Poly (l-γ-glutamylglutamine) Polymer Enhances Doxorubicin Accumulation in Multidrug Resistant Breast Cancer Cells
Ting Peng,
Kai Liu,
Liefang Gao,
Lipeng Gao,
Jing Chen,
Jing Wang,
Yu Liu,
Yiting Wang,
Zhiqiang Yan,
Lei Yu
Affiliations
Ting Peng
Institute of Biomedical Engineering and Technology, School of Chemistry and Molecular Engineering, East China Normal University, Shanghai 200062, China
Kai Liu
Institute of Biomedical Engineering and Technology, School of Chemistry and Molecular Engineering, East China Normal University, Shanghai 200062, China
Liefang Gao
Institute of Biomedical Engineering and Technology, School of Chemistry and Molecular Engineering, East China Normal University, Shanghai 200062, China
Lipeng Gao
Institute of Biomedical Engineering and Technology, School of Chemistry and Molecular Engineering, East China Normal University, Shanghai 200062, China
Jing Chen
Institute of Biomedical Engineering and Technology, School of Chemistry and Molecular Engineering, East China Normal University, Shanghai 200062, China
Jing Wang
Institute of Biomedical Engineering and Technology, School of Chemistry and Molecular Engineering, East China Normal University, Shanghai 200062, China
Yu Liu
Key Laboratory of Smart Drug Delivery, Ministry of Education & PLA, Department of Pharmaceutics, School of Pharmacy, Fudan University, Shanghai 201203, China
Yiting Wang
Institute of Biomedical Engineering and Technology, School of Chemistry and Molecular Engineering, East China Normal University, Shanghai 200062, China
Zhiqiang Yan
Institute of Biomedical Engineering and Technology, School of Chemistry and Molecular Engineering, East China Normal University, Shanghai 200062, China
Lei Yu
Institute of Biomedical Engineering and Technology, School of Chemistry and Molecular Engineering, East China Normal University, Shanghai 200062, China
Background: Drug resistance is one of the bottlenecks of cancer chemotherapy in the clinic.
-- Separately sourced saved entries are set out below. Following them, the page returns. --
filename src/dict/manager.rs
use anyhow::{Context, Result};
use colored::*;
use indicatif::{ProgressBar, ProgressStyle};
use std::fs::{self, OpenOptions};
use std::io::Write;
use std::path::{Path, PathBuf};
use std::time::Duration;

use crate::checker::dictionary::Dictionary;

pub struct DictionaryInfo {
    pub language: String,
    pub aff_path: PathBuf,
    pub dic_path: PathBuf,
    /// Entry count from the first line of the `.dic` file.
    pub word_count: Option<usize>,
    pub size_bytes: u64,
}

impl DictionaryInfo {
    fn read(language: &str, dir: &Path) -> Result<Option<Self>> {
        let (aff_path, dic_path) = Dictionary::paths(language, dir);
        if !aff_path.is_file() || !dic_path.is_file() {
            return Ok(None);
        }
        let content = fs::read_to_string(&dic_path)
            .with_context(|| format!("Failed to read {}", dic_path.display()))?;
        let word_count = content
            .lines()
            .next()
            .and_then(|line| line.trim().parse().ok());
        let size_bytes = fs::metadata(&aff_path)?.len() + fs::metadata(&dic_path)?.len();

        Ok(Some(Self {
            language: language.to_string(),
            aff_path,
            dic_path,
            word_count,
            size_bytes,
        }))
    }
}

/// Every complete `.aff`/`.dic` pair in `dir`, sorted by language.
pub fn find_dictionaries(dir: &Path) -> Result<Vec<DictionaryInfo>> {
    if !dir.exists() {
        return Ok(Vec::new());
    }

    let mut found = Vec::new();
    for entry in fs::read_dir(dir)? {
        let path = entry?.path();
        if path.extension().and_then(|s| s.to_str()) != Some("dic") {
            continue;
        }
        let Some(language) = path.file_stem().and_then(|s| s.to_str()) else {
            continue;
        };
        if let Some(info) = DictionaryInfo::read(language, dir)? {
            found.push(info);
        }
    }
    found.sort_by(|a, b| a.language.cmp(&b.language));
    Ok(found)
}

pub fn list_dictionaries(dir: &Path) -> Result<()> {
    let found = find_dictionaries(dir)?;

    if found.is_empty() {
        println!("{}", "No dictionaries installed.".yellow());
        println!(
            "Copy a Hunspell {} and {} pair into {}.",
            "<lang>.aff".cyan(),
            "<lang>.dic".cyan(),
            dir.display()
        );
        return Ok(());
    }

    println!("{}", "Installed dictionaries:".bold());
    println!();

    for info in &found {
        println!(
            "  {} {} ({})",
            "✓".green(),
            info.language.cyan().bold(),
            format!("{}KB", info.size_bytes / 1024).dimmed()
        );
    }

    println!();
    println!("Dictionary directory: {}", dir.display().to_string().dimmed());

    Ok(())
}

pub fn show_info(language: &str, dir: &Path) -> Result<()> {
    let Some(info) = DictionaryInfo::read(language, dir)? else {
        println!(
            "{} Dictionary for {} not found in {}.",
            "✗".red().bold(),
            language.yellow(),
            dir.display()
        );
        return Ok(());
    };

    println!("{}", format!("Dictionary: {}", language).bold());
    println!("  Affix file: {}", info.aff_path.display());
    println!("  Word list:  {}", info.dic_path.display());
    println!("  Size: {} KB", info.size_bytes / 1024);
    match info.word_count {
        Some(count) => println!("  Entries: {}", count),
        None => println!("  Entries: {}", "Unknown".yellow()),
    }

    let pb = ProgressBar::new_spinner();
    pb.set_style(
        ProgressStyle::default_spinner()
            .template("{spinner:.cyan} {msg}")
            .unwrap_or_else(|_| ProgressStyle::default_spinner()),
    );
    pb.enable_steady_tick(Duration::from_millis(80));
    pb.set_message("Loading...");
    let loaded = Dictionary::load_from_paths(&info.aff_path, &info.dic_path);
    pb.finish_and_clear();

    match loaded {
        Ok(_) => println!("  Status: {}", "loads".green()),
        Err(e) => println!("  {}: {}", "Error loading dictionary".red(), e),
    }

    Ok(())
}

/// Append words to the personal word list, skipping ones already there.
pub fn add_words(personal: &Path, words: &[String]) -> Result<usize> {
    let existing = if personal.exists() {
        fs::read_to_string(personal)
            .with_context(|| format!("Failed to read {}", personal.display()))?
    } else {
        String::new()
    };
    let known: Vec<&str> = existing.lines().map(str::trim).collect();

    let mut fresh: Vec<&str> = Vec::new();
    for word in words.iter().map(|w| w.trim()) {
        if !word.is_empty() && !known.contains(&word) && !fresh.contains(&word) {
            fresh.push(word);
        }
    }
    if fresh.is_empty() {
        return Ok(0);
    }

    if let Some(parent) = personal.parent() {
        fs::create_dir_all(parent).context("Failed to create personal dictionary directory")?;
    }
    let mut file = OpenOptions::new()
        .create(true)
        .append(true)
        .open(personal)
        .with_context(|| format!("Failed to open {}", personal.display()))?;
    if !existing.is_empty() && !existing.ends_with('\n') {
        writeln!(file)?;
    }
    for word in &fresh {
        writeln!(file, "{}", word)?;
    }

    Ok(fresh.len())
}
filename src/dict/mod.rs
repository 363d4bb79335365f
pub mod manager;
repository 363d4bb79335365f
use crate::diagnostics::Diagnostic;
use crate::Range;
use colored::*;
use serde::Serialize;
use std::fmt;
use std::str::FromStr;

use super::check::{FileReport, Finding};

#[derive(Debug, Clone, Copy, PartialEq, Eq)]
pub enum OutputFormat {
    Text,
    Json,
}

impl FromStr for OutputFormat {
    type Err = String;

    fn from_str(s: &str) -> Result<Self, Self::Err> {
        match s.to_lowercase().as_str() {
            "text" => Ok(OutputFormat::Text),
            "json" => Ok(OutputFormat::Json),
            _ => Err(format!("Unknown format: {}", s)),
        }
    }
}

impl fmt::Display for OutputFormat {
    fn fmt(&self, f: &mut fmt::Formatter<'_>) -> fmt::Result {
        match self {
            OutputFormat::Text => write!(f, "text"),
            OutputFormat::Json => write!(f, "json"),
        }
    }
}

#[derive(Debug, Serialize)]
struct JsonDiagnostic<'a> {
    file: String,
    word: &'a str,
    message: String,
    range: Range,
    severity: crate::Severity,
    #[serde(skip_serializing_if = "Vec::is_empty")]
    suggestions: Vec<String>,
}

#[derive(Debug, Serialize)]
struct JsonOutput<'a> {
    files_checked: usize,
    total_errors: usize,
    skipped: Vec<JsonSkipped<'a>>,
    errors: Vec<JsonDiagnostic<'a>>,
}

#[derive(Debug, Serialize)]
struct JsonSkipped<'a> {
    file: String,
    reason: &'a str,
}

/// Print every report followed by a summary (text) or one JSON document.
pub fn print_report(reports: &[FileReport], colored_output: bool, format: OutputFormat) {
    match format {
        OutputFormat::Text => {
            for report in reports {
                print_findings(report, colored_output);
            }
            let total = reports.iter().map(|r| r.findings.len()).sum();
            print_check_summary(total, reports.len(), colored_output);
        }
        OutputFormat::Json => match render_json(reports) {
            Ok(json) => println!("{}", json),
            Err(e) => tracing::error!("failed to render JSON: {}", e),
        },
    }
}

pub fn render_json(reports: &[FileReport]) -> serde_json::Result<String> {
    let errors = reports
        .iter()
        .flat_map(|report| {
            report.findings.iter().map(|finding| {
                let diagnostic = Diagnostic::from(&finding.record);
                JsonDiagnostic {
                    file: report.path.display().to_string(),
                    word: &finding.record.word,
                    message: diagnostic.message,
                    range: diagnostic.range,
                    severity: diagnostic.severity,
                    suggestions: finding.suggestions.clone(),
                }
            })
        })
        .collect::<Vec<_>>();

    let skipped = reports
        .iter()
        .filter_map(|report| {
            report.skipped.as_deref().map(|reason| JsonSkipped {
                file: report.path.display().to_string(),
                reason,
            })
        })
        .collect();

    serde_json::to_string_pretty(&JsonOutput {
        files_checked: reports.len(),
        total_errors: errors.len(),
        skipped,
        errors,
    })
}

/// Print the misspellings of one file, nothing if there are none.
pub fn print_findings(report: &FileReport, colored_output: bool) {
    if report.findings.is_empty() {
        return;
    }

    let file_name = report.path.display().to_string();

    if colored_output {
        println!("\n{}", file_name.bold().underline());
    } else {
        println!("\n{}", file_name);
    }

    for finding in &report.findings {
        println!("{}", format_finding(finding, colored_output));
        if let Some(line) = format_suggestions(&finding.suggestions, colored_output) {
            println!("{}", line);
        }
    }
}

fn format_finding(finding: &Finding, colored: bool) -> String {
    let word = &finding.record.word;
    let position = finding.record.range.start.to_string();
    let context = finding.context.trim();

    if colored {
        format!(
            "  {} {} {}",
            position.blue().bold(),
            word.red().bold(),
            format_context(context, word, colored)
        )
    } else {
        format!("  {} {} {}", position, word, context)
    }
}

fn format_suggestions(suggestions: &[String], colored: bool) -> Option<String> {
    if suggestions.is_empty() {
        return None;
    }
    let line = if colored {
        let list = suggestions
            .iter()
            .map(|s| s.green().to_string())
            .collect::<Vec<_>>()
            .join(&", ".dimmed().to_string());
        format!("    {} {}", "→".dimmed(), list)
    } else {
        format!("    → {}", suggestions.join(", "))
    };
    Some(line)
}

fn format_context(context: &str, word: &str, colored: bool) -> String {
    if colored {
        context.replace(word, &word.red().bold().to_string())
    } else {
        context.to_string()
    }
}

pub fn print_check_summary(total_errors: usize, files_checked: usize, colored: bool) {
    let file_word = if files_checked == 1 { "file" } else { "files" };
    println!();
    if total_errors == 0 {
        if colored {
            println!(
                "{} ({} {} checked)",
                "✓ No spelling errors found!".green().bold(),
                files_checked,
                file_word
            );
        } else {
            println!("✓ No spelling errors found! ({} {} checked)", files_checked, file_word);
        }
    } else {
        let error_word = if total_errors == 1 { "error" } else { "errors" };
        if colored {
            println!(
                "{} {} {} found in {} {}",
                "✗".red().bold(),
                total_errors.to_string().red().bold(),
                error_word,
                files_checked,
                file_word
            );
        } else {
            println!(
                "✗ {} {} found in {} {}",
                total_errors, error_word, files_checked, file_word
            );
        }
    }
}

/// One line per watch report.
pub fn print_watch_update(report: &FileReport, colored: bool) {
    let count = report.findings.len();
    let summary = format!(
        "{}: {} {}",
        report.path.display(),
        count,
        if count == 1 { "misspelling" } else { "misspellings" }
    );
    if colored {
        let summary = if count == 0 { summary.green() } else { summary.yellow() };
        println!("{}", summary.bold());
    } else {
        println!("{}", summary);
    }
    for finding in &report.findings {
        println!("{}", format_finding(finding, colored));
    }
}
use dashmap::DashMap;
use serde::Serialize;
use std::sync::Arc;
use tracing::debug;

use crate::document::DocumentUri;
use crate::{MisspellingRecord, Range, Severity};

/// What a host renders for one misspelling.
#[derive(Debug, Clone, PartialEq, Eq, Serialize)]
pub struct Diagnostic {
    pub message: String,
    pub range: Range,
    pub severity: Severity,
}

impl From<&MisspellingRecord> for Diagnostic {
    fn from(record: &MisspellingRecord) -> Self {
        Self {
            message: record.message(),
            range: record.range,
            severity: record.severity,
        }
    }
}

#[derive(Debug, Default)]
struct Entry {
    /// Newest document version whose results were committed.
    version: Option<u64>,
    records: Arc<[MisspellingRecord]>,
}

/// Current misspellings of every open document.
///
/// A document's set is only ever replaced whole, never merged.
#[derive(Debug, Default)]
pub struct DiagnosticCollection {
    entries: DashMap<DocumentUri, Entry>,
}

impl DiagnosticCollection {
    pub fn new() -> Self {
        Self::default()
    }

    /// Replace the set for `uri` with results computed from `version`.
    ///
    /// Returns `false` and keeps the current set when a newer version has
    /// already been committed.
    pub fn set_diagnostics(
        &self,
        uri: &DocumentUri,
        version: u64,
        records: Vec<MisspellingRecord>,
    ) -> bool {
        let mut entry = self.entries.entry(uri.clone()).or_default();
        if entry.version.is_some_and(|committed| committed > version) {
            debug!(%uri, version, committed = ?entry.version, "refusing stale diagnostics");
            return false;
        }
        entry.version = Some(version);
        entry.records = records.into();
        true
    }

    /// Drop the diagnostics for `uri`, remembering the committed version.
    pub fn clear(&self, uri: &DocumentUri) {
        if let Some(mut entry) = self.entries.get_mut(uri) {
            entry.records = Arc::from(Vec::new());
        }
    }

    /// Forget `uri` entirely.
    pub fn remove(&self, uri: &DocumentUri) {
        self.entries.remove(uri);
    }

    pub fn get(&self, uri: &DocumentUri) -> Arc<[MisspellingRecord]> {
        self.entries
            .get(uri)
            .map(|entry| Arc::clone(&entry.records))
            .unwrap_or_else(|| Arc::from(Vec::new()))
    }

    pub fn diagnostics(&self, uri: &DocumentUri) -> Vec<Diagnostic> {
        self.get(uri).iter().map(Diagnostic::from).collect()
    }

    pub fn committed_version(&self, uri: &DocumentUri) -> Option<u64> {
        self.entries.get(uri).and_then(|entry| entry.version)
    }

    pub fn uris(&self) -> Vec<DocumentUri> {
        let mut uris: Vec<_> = self.entries.iter().map(|entry| entry.key().clone()).collect();
        uris.sort();
        uris
    }

    /// Total misspellings across all documents.
    pub fn total(&self) -> usize {
        self.entries.iter().map(|entry| entry.records.len()).sum()
    }
}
Polymeric nanomedicine is one of the most promising strategies for overcoming poor chemotherapy responses due to the multidrug resistance (MDR). Methods: In this study, a new polymer-based drug delivery system, poly (l-γ-glutamylglutamine)-doxorubicin (PGG-Dox) conjugate, was studied in both drug-induced resistant human breast cancer MDA-MB-231/MDR cells and their parent human breast cancer MDA-MB-231 cells. The effect of PGG on facilitating the growth inhibition of Dox against multidrug resistant cells were investigated by evaluating the cytotoxicity of PGG-Dox conjugate, PGG/Dox unconjugated complex and free Dox on both cells. The underlying mechanisms in resistant cells were further studied via the intracellular traffic studies. Results: Both conjugated and unconjugated PGG significantly increased Dox uptake, prolonged Dox retention and reduced Dox efflux in the MDA-MB-231/MDR cells. The PGG-Dox conjugate is taken up by tumor cells mainly by pinocytosis pathway, in which PGG-Dox conjugate-containing vesicles are formed and enter the cells. Conclusions: This study indicated that both polymer-drug conjugate and unconjugated complex are promising strategies of overcoming resistance of anti-tumor drugs.